Go to read content:https://onlinereadfreenovel.com/emily-m-danforth/page,17,568862-plain_bad_heroines.html 


  “Oh, Max, please leave it,” Libbie said, watching him now awkwardly attempt to hold the dripping clumps, like a child who’s hauled snowballs indoors.

  “Sorry, Mrs. Brookhants,” Max said, dropping it again.

  “I think it might be best to send for the doctor,” Libbie said. “Just to be cautious. For a fever to be causing her such confusion so quickly—”

  “Not today we won’t,” Caspar said. Libbie hadn’t realized he was still lingering in the entry hall with them, snow in his dripping beard.

  She turned to him unhappily. “We won’t?”

  “None would make it,” he said. “Anthony Harton’s crew will come when they can to help clear the school road,” he added. “But it won’t be passable today.”

  “Not even by tomorrow if it keeps on like this,” Max said.

  Libbie hadn’t expected this news. She could, of course, see that it was very unpleasant outside, but she’d been thinking the storm would only delay her arrival at Brookhants, not prevent it entirely.

  Hanna was back, already swishing the mop through the snowmelt on the floor. “Adelaide didn’t know what she was saying,” she said again. “She needs only to rest.”

  “It seems she’s been given just the day for that,” Libbie said. She tried to sound cheery about this, but it rang false. She had to get to Brookhants.

  There were, of course, logistical matters that needed her attention, meeting with the trustees, drafting a formal letter to all parents apprising them, in official terms, of the bad news. And they would have to handle the newspapermen, hopefully better than they’d done with Flo and Clara.

  But it was the immediate aftermath of this peculiar tragedy that Libbie was most concerned with, especially as it pertained to any gossip about the book, any questions raised or alluded to. It made her itchy and sour to be kept away from her school, unable to control its goings-on. No doubt Leanna Hamm would right now be in the dining hall, riling her colleagues as they tried to eat their toast, or worse: asking the somber and sleep-deprived students what they remembered about The Story of Mary MacLane and its influence on Eleanor Faderman, and on Florence and Clara, too. Soon Miss Hamm would be rounding up any lurking copies for some rash action she was planning. Perhaps a bonfire in the winter-drained fountain? Libbie could easily imagine the worst from Leanna Hamm and now she couldn’t even get to campus to counteract it.

  “I shouldn’t have left my girls last night,” she said. “I’d be there now.”

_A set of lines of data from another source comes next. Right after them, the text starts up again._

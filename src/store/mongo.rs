use rocket::futures::TryStreamExt;
use rocket_db_pools::mongodb::{
    Client, Collection,
    bson::{Document, doc},
    options::{AggregateOptions, FindOptions},
};

use super::DocumentStore;
use crate::errors::StoreError;

/// [`DocumentStore`] backed by the pooled MongoDB client.
#[derive(Clone)]
pub struct MongoStore {
    client: Client,
}

impl MongoStore {
    pub fn new(client: Client) -> Self {
        Self { client }
    }

    pub fn client(&self) -> &Client {
        &self.client
    }

    fn collection(&self, database: &str, collection: &str) -> Collection<Document> {
        self.client.database(database).collection(collection)
    }
}

#[rocket::async_trait]
impl DocumentStore for MongoStore {
    async fn ping(&self) -> Result<(), StoreError> {
        self.client
            .database("admin")
            .run_command(doc! { "ping": 1 }, None)
            .await
            .map_err(StoreError::query)?;

        Ok(())
    }

    async fn database_names(&self) -> Result<Vec<String>, StoreError> {
        self.client
            .list_database_names(None, None)
            .await
            .map_err(StoreError::query)
    }

    async fn collection_names(&self, database: &str) -> Result<Vec<String>, StoreError> {
        self.client
            .database(database)
            .list_collection_names(None)
            .await
            .map_err(StoreError::query)
    }

    async fn find(
        &self,
        database: &str,
        collection: &str,
        filter: Document,
        limit: i64,
    ) -> Result<Vec<Document>, StoreError> {
        let options = FindOptions::builder()
            .limit(limit)
            .allow_disk_use(true)
            .build();

        let cursor = self
            .collection(database, collection)
            .find(filter, options)
            .await
            .map_err(StoreError::query)?;

        cursor.try_collect().await.map_err(StoreError::decode)
    }

    async fn count(
        &self,
        database: &str,
        collection: &str,
        filter: Document,
    ) -> Result<u64, StoreError> {
        self.collection(database, collection)
            .count_documents(filter, None)
            .await
            .map_err(StoreError::query)
    }

    async fn aggregate(
        &self,
        database: &str,
        collection: &str,
        pipeline: Vec<Document>,
    ) -> Result<Vec<Document>, StoreError> {
        let options = AggregateOptions::builder().allow_disk_use(true).build();

        let cursor = self
            .collection(database, collection)
            .aggregate(pipeline, options)
            .await
            .map_err(StoreError::query)?;

        cursor.try_collect().await.map_err(StoreError::decode)
    }
}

  “We did not leave the girls,” Alex said, coming down the wide staircase from the second floor. (Never to be confused, Readers, with the twisty, cramped, and book-lined staircase leading to the tower.)

  Libbie had been hoping she wasn’t yet awake.

  “They have every other instructor at their disposal.” Alex smiled but her tone did not match it. “It snows here each winter, and yet each winter we’re all so surprised to find it unpleasant.”

  “I’ve never known it to snow like this,” Caspar said.

  “Addie mentioned her snowshoes,” Libbie said, thinking aloud.

  “When did that come up in conversation?” Alex asked. “And why?”

  Libbie ignored her and turned to Max. “Do you think they might fit me? Well enough for just one trip?”

  “I think they would . . .” Max said. It was clear there was something else he wasn’t saying. Max’s face was usually a signal flag for his thoughts.

  “Adelaide would rather I not borrow them,” Libbie said. “Is that it?”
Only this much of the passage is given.